[YOUR OBJECTIVE]: In the entries below, find each line with the word "exited" and return it.

[DATASET]:
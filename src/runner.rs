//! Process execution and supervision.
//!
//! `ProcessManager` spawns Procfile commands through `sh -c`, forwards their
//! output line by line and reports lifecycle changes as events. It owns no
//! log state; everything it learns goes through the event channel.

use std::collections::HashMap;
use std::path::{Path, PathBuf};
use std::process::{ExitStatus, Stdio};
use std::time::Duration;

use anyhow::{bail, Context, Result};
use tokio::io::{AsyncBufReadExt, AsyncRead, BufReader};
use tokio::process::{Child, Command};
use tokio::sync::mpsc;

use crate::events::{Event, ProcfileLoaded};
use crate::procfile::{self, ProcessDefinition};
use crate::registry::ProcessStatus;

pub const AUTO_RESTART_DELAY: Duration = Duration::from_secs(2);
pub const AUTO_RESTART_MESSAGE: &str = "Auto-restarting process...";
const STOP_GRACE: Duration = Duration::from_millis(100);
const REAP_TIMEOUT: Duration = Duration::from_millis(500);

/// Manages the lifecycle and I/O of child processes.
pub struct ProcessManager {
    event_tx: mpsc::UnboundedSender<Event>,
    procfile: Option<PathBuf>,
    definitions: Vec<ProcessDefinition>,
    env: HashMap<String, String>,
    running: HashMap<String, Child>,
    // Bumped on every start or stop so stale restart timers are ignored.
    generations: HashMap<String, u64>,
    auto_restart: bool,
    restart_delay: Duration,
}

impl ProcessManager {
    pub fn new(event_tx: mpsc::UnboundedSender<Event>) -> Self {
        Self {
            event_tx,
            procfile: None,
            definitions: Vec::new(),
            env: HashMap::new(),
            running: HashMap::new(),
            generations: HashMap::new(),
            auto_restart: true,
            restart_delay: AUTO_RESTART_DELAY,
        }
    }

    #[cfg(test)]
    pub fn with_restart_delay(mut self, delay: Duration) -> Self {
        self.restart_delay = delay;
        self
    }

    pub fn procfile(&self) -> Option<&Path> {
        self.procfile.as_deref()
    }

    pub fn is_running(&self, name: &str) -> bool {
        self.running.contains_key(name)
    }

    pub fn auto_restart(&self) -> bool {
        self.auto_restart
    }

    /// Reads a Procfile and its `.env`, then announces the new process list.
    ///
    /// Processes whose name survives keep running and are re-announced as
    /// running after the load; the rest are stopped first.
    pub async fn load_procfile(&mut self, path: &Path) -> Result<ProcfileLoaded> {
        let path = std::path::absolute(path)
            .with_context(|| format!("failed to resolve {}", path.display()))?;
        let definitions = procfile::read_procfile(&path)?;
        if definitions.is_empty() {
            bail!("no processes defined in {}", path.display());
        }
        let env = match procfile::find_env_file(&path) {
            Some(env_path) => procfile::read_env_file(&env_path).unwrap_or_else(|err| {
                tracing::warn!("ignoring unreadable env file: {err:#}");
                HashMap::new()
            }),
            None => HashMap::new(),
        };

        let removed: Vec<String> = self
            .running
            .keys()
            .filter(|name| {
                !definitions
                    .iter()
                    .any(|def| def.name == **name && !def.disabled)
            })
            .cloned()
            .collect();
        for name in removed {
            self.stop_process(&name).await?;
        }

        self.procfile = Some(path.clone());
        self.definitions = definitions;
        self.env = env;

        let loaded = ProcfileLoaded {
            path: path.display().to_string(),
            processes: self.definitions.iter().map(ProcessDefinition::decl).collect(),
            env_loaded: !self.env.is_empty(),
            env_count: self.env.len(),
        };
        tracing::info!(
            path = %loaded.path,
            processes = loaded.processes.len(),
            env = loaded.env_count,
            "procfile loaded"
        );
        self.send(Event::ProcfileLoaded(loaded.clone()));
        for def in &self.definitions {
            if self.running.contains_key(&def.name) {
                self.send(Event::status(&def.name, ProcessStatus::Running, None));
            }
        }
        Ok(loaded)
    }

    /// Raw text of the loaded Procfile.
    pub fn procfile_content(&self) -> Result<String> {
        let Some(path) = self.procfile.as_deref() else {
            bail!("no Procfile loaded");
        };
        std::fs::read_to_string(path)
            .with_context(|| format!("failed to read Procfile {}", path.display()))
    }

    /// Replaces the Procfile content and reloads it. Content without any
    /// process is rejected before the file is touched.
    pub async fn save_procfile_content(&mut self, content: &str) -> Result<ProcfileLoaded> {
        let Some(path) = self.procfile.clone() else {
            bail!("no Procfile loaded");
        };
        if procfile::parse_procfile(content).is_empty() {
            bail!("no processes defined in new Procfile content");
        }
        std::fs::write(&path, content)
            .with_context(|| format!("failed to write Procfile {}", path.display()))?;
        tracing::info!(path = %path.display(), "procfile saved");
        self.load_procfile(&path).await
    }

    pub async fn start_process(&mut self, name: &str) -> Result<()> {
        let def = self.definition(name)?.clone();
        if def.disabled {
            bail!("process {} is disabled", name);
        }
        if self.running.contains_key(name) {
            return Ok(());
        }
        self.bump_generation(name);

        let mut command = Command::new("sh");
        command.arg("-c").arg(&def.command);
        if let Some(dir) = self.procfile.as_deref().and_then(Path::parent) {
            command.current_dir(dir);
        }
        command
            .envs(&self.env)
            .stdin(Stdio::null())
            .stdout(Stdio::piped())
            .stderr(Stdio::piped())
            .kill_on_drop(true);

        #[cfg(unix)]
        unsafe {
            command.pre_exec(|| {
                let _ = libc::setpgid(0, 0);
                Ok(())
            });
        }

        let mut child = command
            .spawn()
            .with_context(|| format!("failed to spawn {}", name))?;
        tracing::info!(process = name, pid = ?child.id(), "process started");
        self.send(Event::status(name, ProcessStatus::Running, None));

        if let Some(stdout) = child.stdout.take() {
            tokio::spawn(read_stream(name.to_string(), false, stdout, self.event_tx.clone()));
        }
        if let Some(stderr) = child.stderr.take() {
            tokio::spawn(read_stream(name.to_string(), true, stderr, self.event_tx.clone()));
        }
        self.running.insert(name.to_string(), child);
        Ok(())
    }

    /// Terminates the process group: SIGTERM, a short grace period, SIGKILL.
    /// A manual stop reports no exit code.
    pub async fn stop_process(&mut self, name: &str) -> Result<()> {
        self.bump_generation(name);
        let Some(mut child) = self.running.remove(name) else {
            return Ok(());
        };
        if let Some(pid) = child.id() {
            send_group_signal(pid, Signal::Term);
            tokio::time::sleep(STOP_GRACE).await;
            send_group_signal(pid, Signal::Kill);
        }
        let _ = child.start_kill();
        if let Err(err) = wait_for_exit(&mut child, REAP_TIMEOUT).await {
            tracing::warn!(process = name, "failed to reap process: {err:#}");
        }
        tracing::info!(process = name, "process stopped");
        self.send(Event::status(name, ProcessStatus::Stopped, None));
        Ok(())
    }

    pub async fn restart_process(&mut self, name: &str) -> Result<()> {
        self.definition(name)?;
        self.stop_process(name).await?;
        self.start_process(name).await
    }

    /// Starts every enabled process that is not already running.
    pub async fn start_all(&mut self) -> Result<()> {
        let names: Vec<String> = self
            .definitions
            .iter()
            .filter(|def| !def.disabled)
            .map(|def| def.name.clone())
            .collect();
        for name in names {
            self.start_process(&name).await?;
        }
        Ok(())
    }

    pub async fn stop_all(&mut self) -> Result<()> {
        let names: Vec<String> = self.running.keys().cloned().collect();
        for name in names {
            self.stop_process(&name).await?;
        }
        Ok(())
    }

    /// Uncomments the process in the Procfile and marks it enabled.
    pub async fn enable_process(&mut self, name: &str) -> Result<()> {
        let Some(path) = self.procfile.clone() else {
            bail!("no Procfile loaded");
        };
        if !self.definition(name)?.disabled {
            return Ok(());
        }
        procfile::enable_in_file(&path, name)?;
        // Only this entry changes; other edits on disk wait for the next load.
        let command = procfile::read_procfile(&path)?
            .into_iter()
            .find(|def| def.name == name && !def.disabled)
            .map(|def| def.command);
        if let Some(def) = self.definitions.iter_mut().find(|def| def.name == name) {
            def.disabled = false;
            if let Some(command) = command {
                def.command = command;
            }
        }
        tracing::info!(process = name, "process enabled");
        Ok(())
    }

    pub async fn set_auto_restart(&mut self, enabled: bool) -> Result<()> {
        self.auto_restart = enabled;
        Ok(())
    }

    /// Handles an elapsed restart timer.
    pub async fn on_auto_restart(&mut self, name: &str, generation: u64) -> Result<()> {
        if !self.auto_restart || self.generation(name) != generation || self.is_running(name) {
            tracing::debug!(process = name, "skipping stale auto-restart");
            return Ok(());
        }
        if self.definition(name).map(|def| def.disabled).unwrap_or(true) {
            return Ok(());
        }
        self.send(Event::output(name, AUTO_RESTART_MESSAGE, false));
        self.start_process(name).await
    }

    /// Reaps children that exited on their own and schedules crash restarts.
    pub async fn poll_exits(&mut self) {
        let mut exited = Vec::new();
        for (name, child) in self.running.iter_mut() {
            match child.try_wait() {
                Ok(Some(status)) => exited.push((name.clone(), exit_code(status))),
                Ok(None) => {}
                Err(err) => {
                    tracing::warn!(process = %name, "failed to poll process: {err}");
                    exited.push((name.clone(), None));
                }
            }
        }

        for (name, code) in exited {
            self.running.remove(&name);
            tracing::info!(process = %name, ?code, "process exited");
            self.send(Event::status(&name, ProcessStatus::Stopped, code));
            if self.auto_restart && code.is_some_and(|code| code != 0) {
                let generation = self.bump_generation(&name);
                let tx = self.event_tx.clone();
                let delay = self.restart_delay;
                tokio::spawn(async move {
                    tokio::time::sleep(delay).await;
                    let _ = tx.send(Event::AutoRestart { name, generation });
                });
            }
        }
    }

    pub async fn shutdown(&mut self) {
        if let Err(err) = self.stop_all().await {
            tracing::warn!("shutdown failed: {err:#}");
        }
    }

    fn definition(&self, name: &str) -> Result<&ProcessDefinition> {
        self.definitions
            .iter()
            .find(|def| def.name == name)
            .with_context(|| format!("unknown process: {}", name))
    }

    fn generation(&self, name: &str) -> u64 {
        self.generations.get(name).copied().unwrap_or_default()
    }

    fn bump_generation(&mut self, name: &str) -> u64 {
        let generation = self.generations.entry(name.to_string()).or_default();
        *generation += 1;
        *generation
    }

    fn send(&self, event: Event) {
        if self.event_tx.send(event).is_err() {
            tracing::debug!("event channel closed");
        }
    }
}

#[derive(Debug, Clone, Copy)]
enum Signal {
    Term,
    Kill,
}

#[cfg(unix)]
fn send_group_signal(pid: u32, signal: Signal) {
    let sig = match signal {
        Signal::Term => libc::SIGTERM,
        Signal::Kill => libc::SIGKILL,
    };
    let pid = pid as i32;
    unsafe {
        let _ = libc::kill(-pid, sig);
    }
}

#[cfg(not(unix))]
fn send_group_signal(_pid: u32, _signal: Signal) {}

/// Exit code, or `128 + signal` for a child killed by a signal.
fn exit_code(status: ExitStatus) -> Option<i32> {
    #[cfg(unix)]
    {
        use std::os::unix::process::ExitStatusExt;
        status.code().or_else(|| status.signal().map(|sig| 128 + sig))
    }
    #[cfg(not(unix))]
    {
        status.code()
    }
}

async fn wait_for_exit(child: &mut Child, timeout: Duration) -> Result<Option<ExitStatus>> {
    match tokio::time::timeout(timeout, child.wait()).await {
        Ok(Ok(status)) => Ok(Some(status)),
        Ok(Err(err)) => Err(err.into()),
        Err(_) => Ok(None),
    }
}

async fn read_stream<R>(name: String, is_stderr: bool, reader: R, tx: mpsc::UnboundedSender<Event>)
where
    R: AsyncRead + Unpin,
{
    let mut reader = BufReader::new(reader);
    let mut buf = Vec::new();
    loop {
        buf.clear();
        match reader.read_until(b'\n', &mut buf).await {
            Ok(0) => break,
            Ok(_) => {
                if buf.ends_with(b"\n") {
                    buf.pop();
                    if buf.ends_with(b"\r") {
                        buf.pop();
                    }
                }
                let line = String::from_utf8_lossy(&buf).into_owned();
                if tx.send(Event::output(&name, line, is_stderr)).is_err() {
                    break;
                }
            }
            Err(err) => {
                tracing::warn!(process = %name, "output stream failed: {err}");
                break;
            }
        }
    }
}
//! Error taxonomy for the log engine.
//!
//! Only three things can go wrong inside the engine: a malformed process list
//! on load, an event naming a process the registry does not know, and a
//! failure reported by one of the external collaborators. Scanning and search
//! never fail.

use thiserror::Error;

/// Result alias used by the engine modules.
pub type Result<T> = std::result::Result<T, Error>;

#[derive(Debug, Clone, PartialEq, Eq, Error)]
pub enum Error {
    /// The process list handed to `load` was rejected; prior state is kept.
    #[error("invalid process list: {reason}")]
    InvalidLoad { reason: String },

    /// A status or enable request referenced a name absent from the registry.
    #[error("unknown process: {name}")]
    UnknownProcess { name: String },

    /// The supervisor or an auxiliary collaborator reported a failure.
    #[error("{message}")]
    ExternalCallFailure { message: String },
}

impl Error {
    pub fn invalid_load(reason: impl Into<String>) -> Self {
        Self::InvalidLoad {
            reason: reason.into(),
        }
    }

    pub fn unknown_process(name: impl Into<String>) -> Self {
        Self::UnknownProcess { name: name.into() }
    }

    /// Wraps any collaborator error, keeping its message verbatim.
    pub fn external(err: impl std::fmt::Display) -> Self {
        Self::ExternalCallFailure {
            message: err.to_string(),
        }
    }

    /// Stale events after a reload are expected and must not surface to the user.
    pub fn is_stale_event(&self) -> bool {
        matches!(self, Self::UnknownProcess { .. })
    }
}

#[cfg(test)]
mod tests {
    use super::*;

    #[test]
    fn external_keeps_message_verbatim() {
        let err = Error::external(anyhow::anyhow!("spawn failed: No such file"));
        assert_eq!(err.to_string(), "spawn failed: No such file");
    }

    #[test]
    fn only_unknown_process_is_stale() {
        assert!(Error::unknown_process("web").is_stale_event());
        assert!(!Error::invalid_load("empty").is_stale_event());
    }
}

[TASK SOLUTION]:
    /// Reaps children that exited on their own and schedules crash restarts.
        let mut exited = Vec::new();
                Ok(Some(status)) => exited.push((name.clone(), exit_code(status))),
                    exited.push((name.clone(), None));
        for (name, code) in exited {
            tracing::info!(process = %name, ?code, "process exited");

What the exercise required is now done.